The Random Utility Theory (McFadden 1974, and Ben-Akiva and Lerman 1985) can be used to model an individual’s choice of family members who receive a vaccine. Each person derives a utility U by purchasing a vaccine for member j based on his own income y, and individual attributes X, Price of the vaccine P, and member characteristics Z (which include his age, education, relationship, income, and other features).
Thus, overall utility that a person in household i derives by purchasing a vaccine for a member of household k is
Uik = Vik +εik …(3.15)
The indirect utility can be modeled as
Vik = V(yi – P, Xik ; β) …(3.16)
The structural probit model can be written as: yik* = β Xik +υj + εik
yik = 1 if yik* > 0, and 0 otherwise (Greene, 2000, pp.: 837)
…(3.17) (Here Xik includes all parameters including price and income)
yik = β. Xik + uj + eik …(3.18)
D. Aggregating preferences and sharing weights
If multiple household members are interviewed, differences in preferences could make preference aggregation a challenge. Some preference aggregation mechanism such as behavioral aggregation is necessary.

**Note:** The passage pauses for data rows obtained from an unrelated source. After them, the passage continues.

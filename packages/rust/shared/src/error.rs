//! Error types for docbind.
//!
//! Library crates use [`DocbindError`] via `thiserror`.
//! The CLI wraps this with `color-eyre` for rich diagnostics.

use std::path::PathBuf;

/// Top-level error type for all docbind operations.
///
/// Every variant is fatal to a run: the generator fails loudly when the upstream
/// documentation changes shape instead of emitting silently wrong bindings.
#[derive(Debug, thiserror::Error)]
pub enum DocbindError {
    /// Configuration loading or validation error.
    #[error("config error: {message}")]
    Config { message: String },

    /// Network/HTTP error while fetching the reference page.
    #[error("network error: {0}")]
    Network(String),

    /// The documentation HTML violated an assumed structural invariant
    /// (missing table column, unknown type token, ...).
    #[error("parse error: {message}")]
    Parse { message: String },

    /// A selector string could not be compiled.
    #[error("selector error: {message}")]
    Selector { message: String },

    /// Prose could not be classified (no return-type template matched).
    #[error("classification error: {message}")]
    Classification { message: String },

    /// Filesystem I/O error.
    #[error("I/O error at {path:?}: {source}")]
    Io {
        path: PathBuf,
        source: std::io::Error,
    },

    /// Data validation error (snapshot schema mismatch, invalid notation, etc.).
    #[error("validation error: {message}")]
    Validation { message: String },

    /// JSON encoding/decoding error for snapshot files.
    #[error("serialization error: {0}")]
    Serialization(String),
}

/// Convenience alias used throughout the codebase.
pub type Result<T> = std::result::Result<T, DocbindError>;

impl DocbindError {
    /// Create a config error from any displayable message.
    pub fn config(msg: impl Into<String>) -> Self {
        Self::Config {
            message: msg.into(),
        }
    }

    /// Create a parse error from any displayable message.
    pub fn parse(msg: impl Into<String>) -> Self {
        Self::Parse {
            message: msg.into(),
        }
    }

    /// Create a selector compile error.
    pub fn selector(msg: impl Into<String>) -> Self {
        Self::Selector {
            message: msg.into(),
        }
    }

    /// Create a classification error.
    pub fn classification(msg: impl Into<String>) -> Self {
        Self::Classification {
            message: msg.into(),
        }
    }

    /// Create a validation error from any displayable message.
    pub fn validation(msg: impl Into<String>) -> Self {
        Self::Validation {
            message: msg.into(),
        }
    }

    /// Wrap a `std::io::Error` with a path for context.
    pub fn io(path: impl Into<PathBuf>, source: std::io::Error) -> Self {
        Self::Io {
            path: path.into(),
            source,
        }
    }
}

impl From<serde_json::Error> for DocbindError {
    fn from(err: serde_json::Error) -> Self {
        Self::Serialization(err.to_string())
    }
}
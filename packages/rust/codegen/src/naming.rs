//! Identifier rules shared by every rendering. Models and bindings must agree on these,
//! so nothing else in the crate builds identifiers by hand.

/// Keywords that cannot appear as plain identifiers in generated source.
const RUST_KEYWORDS: &[&str] = &[
    "as", "async", "await", "break", "const", "continue", "crate", "dyn", "else", "enum",
    "extern", "false", "fn", "for", "if", "impl", "in", "let", "loop", "match", "mod", "move",
    "mut", "pub", "ref", "return", "static", "struct", "super", "trait", "true", "type",
    "unsafe", "use", "where", "while", "abstract", "become", "box", "do", "final", "gen",
    "macro", "override", "priv", "try", "typeof", "unsized", "virtual", "yield",
];

/// Keywords that are not accepted as raw identifiers either; these get a trailing `_`.
const RESERVED_PATH_KEYWORDS: &[&str] = &["self", "Self", "super", "crate"];

/// Generated field identifier for a wire name: the first letter and every letter after
/// an underscore are upper-cased, underscores dropped.
///
/// `chat_id` → `ChatId`, `from` → `From`, `self` → `Self_`.
pub fn field_name(wire: &str) -> String {
    escape_keyword(pascal_case(wire))
}

/// Request struct name for an operation: `sendMessage` → `SendMessageRequest`.
pub fn request_type_name(operation: &str) -> String {
    format!("{}Request", pascal_case(operation))
}

fn pascal_case(wire: &str) -> String {
    let mut out = String::with_capacity(wire.len());
    let mut upper = true;

    for c in wire.chars() {
        if c == '_' {
            upper = true;
            continue;
        }
        if upper {
            out.extend(c.to_uppercase());
            upper = false;
        } else {
            out.push(c);
        }
    }

    out
}

/// Method name for an operation, in snake case: `getMe` → `get_me`.
///
/// Runs of capitals stay together (`getURL` → `get_url`). Keywords are emitted as raw
/// identifiers.
pub fn method_name(operation: &str) -> String {
    let chars: Vec<char> = operation.chars().collect();
    let mut out = String::with_capacity(operation.len() + 4);

    for (i, &c) in chars.iter().enumerate() {
        if c.is_uppercase() && i > 0 {
            let prev = chars[i - 1];
            let next_lower = chars.get(i + 1).is_some_and(|n| n.is_lowercase());
            if prev.is_lowercase() || prev.is_ascii_digit() || (prev.is_uppercase() && next_lower) {
                out.push('_');
            }
        }
        out.extend(c.to_lowercase());
    }

    escape_keyword(out)
}

fn escape_keyword(ident: String) -> String {
    if RESERVED_PATH_KEYWORDS.contains(&ident.as_str()) {
        format!("{ident}_")
    } else if RUST_KEYWORDS.contains(&ident.as_str()) {
        format!("r#{ident}")
    } else {
        ident
    }
}

#[cfg(test)]
mod tests {
    use super::*;

    #[test]
    fn field_names_are_pascal_case() {
        assert_eq!(field_name("chat_id"), "ChatId");
        assert_eq!(field_name("from"), "From");
        assert_eq!(field_name("type"), "Type");
        assert_eq!(field_name("reply_to_message_id"), "ReplyToMessageId");
        assert_eq!(field_name("sendMessage"), "SendMessage");
        assert_eq!(field_name("_private__x"), "PrivateX");
    }

    #[test]
    fn request_names() {
        assert_eq!(request_type_name("sendMessage"), "SendMessageRequest");
        assert_eq!(request_type_name("getMe"), "GetMeRequest");
    }

    #[test]
    fn method_names_are_snake_case() {
        assert_eq!(method_name("getMe"), "get_me");
        assert_eq!(method_name("sendMessage"), "send_message");
        assert_eq!(method_name("getUserProfilePhotos"), "get_user_profile_photos");
        assert_eq!(method_name("close"), "close");
        assert_eq!(method_name("getURL"), "get_url");
        assert_eq!(method_name("setHTTPHook"), "set_http_hook");
        assert_eq!(method_name("send2Factor"), "send2_factor");
    }

    #[test]
    fn keywords_become_raw_identifiers() {
        assert_eq!(method_name("move"), "r#move");
        assert_eq!(method_name("type"), "r#type");
    }

    #[test]
    fn path_keywords_get_a_suffix() {
        assert_eq!(field_name("self"), "Self_");
        assert_eq!(field_name("self_id"), "SelfId");
        assert_eq!(method_name("self"), "self_");
        assert_eq!(method_name("super"), "super_");
        assert_eq!(request_type_name("self"), "SelfRequest");
    }
}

If we have aggregated household responses for household WTP for a vaccine, these along with separate responses of individual members can help us estimate the sharing weights among household members.
The algorithm to determine sharing weights for preferences of different household members can be developed on the basis of the model proposed by
Adamovicz et al (2005) (discussed in equation 2.3), in which the household utility is a weighted average sum of individual utilities.
Although the count model does not provide us with preference estimates, it does yield separate and aggregate welfare estimates in terms of WTP for a vaccine.
Assuming that the joint WTP is a function of separate husband and wife WTP as follows:
WTPJoint = ω.(WTPHusband,Separate)+ (1- ω ).(WTPWife,Separate) …(3.19)
This equation can be estimated by OLS regression (1) without a constant and (2) with a constraint that the sum of weights (i.e., sum of beta coefficients) to be equal to unity.